Je viens de lire la première biographie de Charlotte Brontë, publiée en 1857, soit seulement deux ans après sa mort, et écrite par Miss Elizabeth Gaskell qui s’était liée d’amitié avec Charlotte dans les dernières années de sa vie.
Cette biographie a été écrite à la demande du père de Charlotte Brontë, à la mort de sa fille.
Ce livre est vraiment remarquable pour qui s’intéresse aux Brontë, bien écrit et comportant une multitude d’extraits des lettres de Charlotte. Elizabeth Gaskell s’attache à faire un portrait détaillé de l’auteur de Jane Eyre et elle y parvient sans tomber dans la complaisance, chose qu’aurait détestée Charlotte.
Simplement elle occulte la frénésie d’écriture des enfants Brontë, quasi obsessionnelle à l’époque de la légende d’Angria écrite par Emily et Anne et de celle du Gondal écrite par Branwell (le frère de la famille) et Charlotte.
De même, la passion amoureuse unilatérale de Charlotte Brontë pour Mr Heger, son professeur de lettres à Bruxelles n’est pas évoquée alors qu’elle est au centre de l’œuvre de l’ainé des sœurs Brontë. Ceci dit, elle ne pouvait pas l’être dans cette première biographie et des dizaines d’autres ouvrages l’ont décrite ensuite.
La fin est un peu plus décevante car très rapide mais comme le livre est sorti juste après la mort de Charlotte, les évènements les plus récents étaient les moins faciles à décrire: il y avait peu de documents disponibles immédiatement.
Il est frappant de voir, à force de lire des biographies de cette famille mythique et immortelle (j’en suis à la quatrième), à quel point les récits des sœurs Brontë étaient alimentées par leur vraie vie. Les personnages des romans ont quasiment tous existés, les lieux également, et même certaines péripéties. J’ai notamment appris ici que l’histoire du mariage impossible de Jane Eyre avec Rochester, ce dernier étant déjà marié avec une femme atteinte de folie est un fait divers qui s’est produit non loin de là où se trouvait Charlotte Brontë. Bien entendu le génie des sœurs Brontë et leur imagination débordante transformaient le tout en des œuvres romanesques très en avance pour leur temps. Mais contrairement à l'idée répandue qu'il s'agirait de livres seulement romantiques ou gothiques, les soeurs Brontë n'ont fait que traduire la vérité et leur réalité, c'était une forme d'auto-fiction avant l'heure.
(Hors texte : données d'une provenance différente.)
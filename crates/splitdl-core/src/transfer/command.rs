//! One connection slot: acquire a segment, stream it to disk, repeat.

use std::time::Instant;

use super::source::{RangeSource, SourcePoll};
use super::speed::SpeedMeter;
use super::state::TransferState;
use crate::engine::{Command, SleepCommand, Tick};
use crate::error::{EngineError, EngineResult, ErrorClass};
use crate::retry::RetryDecision;
use crate::segmenter::{ConnectionId, ReleaseState};

struct Active {
    source: Box<dyn RangeSource>,
    last_data_at: Instant,
    speed: SpeedMeter,
}

/// Drives one connection slot over the shared [`TransferState`].
///
/// Finishes when the transfer is complete, or when the slot fails and hands
/// over to a delayed replacement (or gives up after its retry budget).
pub struct TransferCommand {
    conn: ConnectionId,
    failures: u32,
    active: Option<Active>,
}

impl TransferCommand {
    pub fn new(conn: ConnectionId) -> Self {
        Self {
            conn,
            failures: 0,
            active: None,
        }
    }

    fn retrying(conn: ConnectionId, failures: u32) -> Self {
        Self {
            conn,
            failures,
            active: None,
        }
    }

    pub fn connection(&self) -> ConnectionId {
        self.conn
    }

    fn start(&mut self, state: &mut TransferState, tick: &mut Tick<TransferState>) -> EngineResult<bool> {
        let Some(segment) = state.pool.acquire(self.conn)? else {
            let complete = state.pool.is_transfer_complete();
            if complete {
                tick.wake_sleepers();
            }
            return Ok(complete);
        };
        tick.mark_busy();
        match state.sources.open(segment.cursor(), segment.end) {
            Ok(source) => {
                tracing::debug!(
                    connection = %self.conn,
                    segment = ?state.pool.assigned_id(self.conn),
                    offset = segment.cursor(),
                    end = segment.end,
                    "opened range request"
                );
                self.active = Some(Active {
                    source,
                    last_data_at: tick.now(),
                    speed: SpeedMeter::new(tick.now()),
                });
                Ok(false)
            }
            Err(e) => self.fail(state, tick, e, ReleaseState::Intact),
        }
    }

    fn pump(&mut self, state: &mut TransferState, tick: &mut Tick<TransferState>) -> EngineResult<bool> {
        let segment = state.pool.assigned(self.conn).ok_or_else(|| {
            EngineError::invariant(format!("connection {} streaming without a segment", self.conn))
        })?;
        let Some(active) = self.active.as_mut() else {
            return Ok(false);
        };
        let now = tick.now();
        let polled = match active.source.poll() {
            Ok(p) => p,
            Err(e) => return self.fail(state, tick, e, ReleaseState::Intact),
        };
        match polled {
            SourcePoll::Pending => {
                if now.saturating_duration_since(active.last_data_at) >= state.connection_timeout {
                    let e = EngineError::Transient(format!(
                        "no data for {}s at offset {}",
                        state.connection_timeout.as_secs(),
                        segment.cursor()
                    ));
                    return self.fail(state, tick, e, ReleaseState::Intact);
                }
                Ok(false)
            }
            SourcePoll::Eof => {
                let e = EngineError::Transient(format!(
                    "connection closed at offset {} before {}",
                    segment.cursor(),
                    segment.end
                ));
                self.fail(state, tick, e, ReleaseState::Intact)
            }
            SourcePoll::Data(bytes) => {
                // The segment may have shrunk after a split; anything past its end is dropped.
                let n = (bytes.len() as u64).min(segment.remaining());
                if n > 0 {
                    state.writer.write_at(segment.cursor(), &bytes[..n as usize])?;
                    active.speed.record(now, n);
                    let rate = active.speed.rate(now);
                    state.pool.record_progress(self.conn, n, rate)?;
                    active.last_data_at = now;
                    tick.mark_busy();
                }
                if segment.remaining() == n {
                    return self.finish_segment(state, tick);
                }
                Ok(false)
            }
        }
    }

    fn finish_segment(
        &mut self,
        state: &mut TransferState,
        tick: &mut Tick<TransferState>,
    ) -> EngineResult<bool> {
        self.active = None;
        let segment = state.pool.assigned(self.conn).ok_or_else(|| {
            EngineError::invariant(format!("connection {} finished without a segment", self.conn))
        })?;
        if let Some(checksums) = state.checksums.as_mut() {
            if let Err(e) = checksums.verify_range(&state.writer, segment.start, segment.end) {
                if e.class() != ErrorClass::Integrity {
                    return Err(e);
                }
                state.stats.corrupt_segments += 1;
                if state.corrupt_counts_as_retry {
                    return self.fail(state, tick, e, ReleaseState::Corrupt);
                }
                tracing::warn!(connection = %self.conn, "{}; downloading segment again", e);
                state.pool.release(self.conn, ReleaseState::Corrupt)?;
                return Ok(false);
            }
        }
        let done = state.pool.mark_complete(self.conn)?;
        state.stats.segments_completed += 1;
        self.failures = 0;
        tracing::debug!(connection = %self.conn, start = done.start, end = done.end, "segment complete");
        if let Some(checksums) = state.checksums.as_mut() {
            // Pieces spanning this segment and a neighbour are only covered now.
            let bad = checksums.verify_completed(&state.pool, &state.writer)?;
            for (start, end) in bad {
                tracing::warn!(connection = %self.conn, start, end, "piece across segments corrupt; downloading again");
                state.stats.corrupt_segments += 1;
                state.pool.reopen_range(start, end)?;
            }
        }
        let complete = state.pool.is_transfer_complete();
        if complete {
            tick.wake_sleepers();
        }
        Ok(complete)
    }

    /// Give the segment back and either schedule a delayed replacement or retire the slot.
    fn fail(
        &mut self,
        state: &mut TransferState,
        tick: &mut Tick<TransferState>,
        error: EngineError,
        release: ReleaseState,
    ) -> EngineResult<bool> {
        let class = error.class();
        if class.is_fatal_to_engine() {
            return Err(error);
        }
        self.active = None;
        if state.pool.assigned(self.conn).is_some() {
            state.pool.release(self.conn, release)?;
        }
        self.failures += 1;
        match state.retry.decide(self.failures, class) {
            RetryDecision::RetryAfter(delay) => {
                state.stats.retries += 1;
                tracing::warn!(
                    connection = %self.conn,
                    attempt = self.failures,
                    delay_ms = delay.as_millis() as u64,
                    "{}; retrying",
                    error
                );
                let next = TransferCommand::retrying(self.conn, self.failures);
                tick.spawn(Box::new(SleepCommand::until(tick.now() + delay, Box::new(next))));
                Ok(true)
            }
            RetryDecision::NoRetry => {
                let remaining = state.retire_slot();
                if remaining == 0 && !state.pool.is_transfer_complete() {
                    tracing::error!(connection = %self.conn, "last connection failed: {}", error);
                    return Err(EngineError::AllConnectionsFailed);
                }
                Err(EngineError::RetriesExhausted {
                    connection: self.conn,
                    attempts: self.failures,
                    last: error.to_string(),
                })
            }
        }
    }
}

impl Command<TransferState> for TransferCommand {
    fn execute(&mut self, state: &mut TransferState, tick: &mut Tick<TransferState>) -> EngineResult<bool> {
        if self.active.is_none() {
            self.start(state, tick)
        } else {
            self.pump(state, tick)
        }
    }

    fn name(&self) -> &'static str {
        "transfer"
    }
}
Je n’en dirais pas plus de cette biographie que je vous conseille d’autant plus qu’Elizabeth Gaskell est une auteur célèbre du dix neuvième siècle et que sa plume se lit presque comme un roman.
Par contre, peut être que cela vous intéressera d’avoir quelques éléments sur l’accueil critique et public des œuvres des Brontë ( je sens que tout le monde frétille d'impatience ).
- Le premier ouvrage fut un recueil de poèmes des 3 sœurs édité en 1846 (sous le pseudonyme de Currer, Ancton et Ellis Bell). Les poèmes d’Emily Brontë furent encensés par les critiques, ceux de ses sœurs jugés bien plus faibles. L’éditeur vendit seulement 2 recueils de l’ouvrage.
- En 1847, 3 récits en prose sont proposés aux éditeurs : Agnès Grey de Anne, Les Hauts de Hurlevent d’Emily et Le Professeur de Charlotte. Les 4 premiers éditeurs refusent, le cinquième accepte de publier les livres d’Emily et de Anne mais pas celui de Charlotte. Celle si ayant commencé Jane Eyre l’année précédente, travaille d’arrache pieds et arrive à faire publier son livre chez un autre éditeur, 2 mois avant ceux de ses sœurs. Jane Eyre est un succès critique et public immédiat, nombreuses rééditions et forte demande à l’étranger. Agnès Grey est jugé assez faible par la critique mais s’écoule correctement. Les Hauts de Hurlevent suscite des critiques et des réactions du public très hostiles mais se vend plutôt bien. Le Succès de Jane Eyre permet une réédition des œuvres d’Anne et Charlotte
- En 1848, Anne publie « Le Fermier » connu ensuite sous le nom du "Locataire de Wildfell Hall." Bon accueil du public, critiques modérés. Emily meurt cette année là, on pense qu’elle travaillait sur un deuxième roman mais qu’elle a brûlé le manuscrit partiel sentant la mort venir. A partir de sa mort, Les Hauts de Hurlevent sera peu à peu réhabilité et il deviendra un roman culte et un classique. Le disours d'Emily est sensiblement le même que celui de Charlotte mais sans l'auto-censure, c'est la plus douée et la plus fascinante des soeurs.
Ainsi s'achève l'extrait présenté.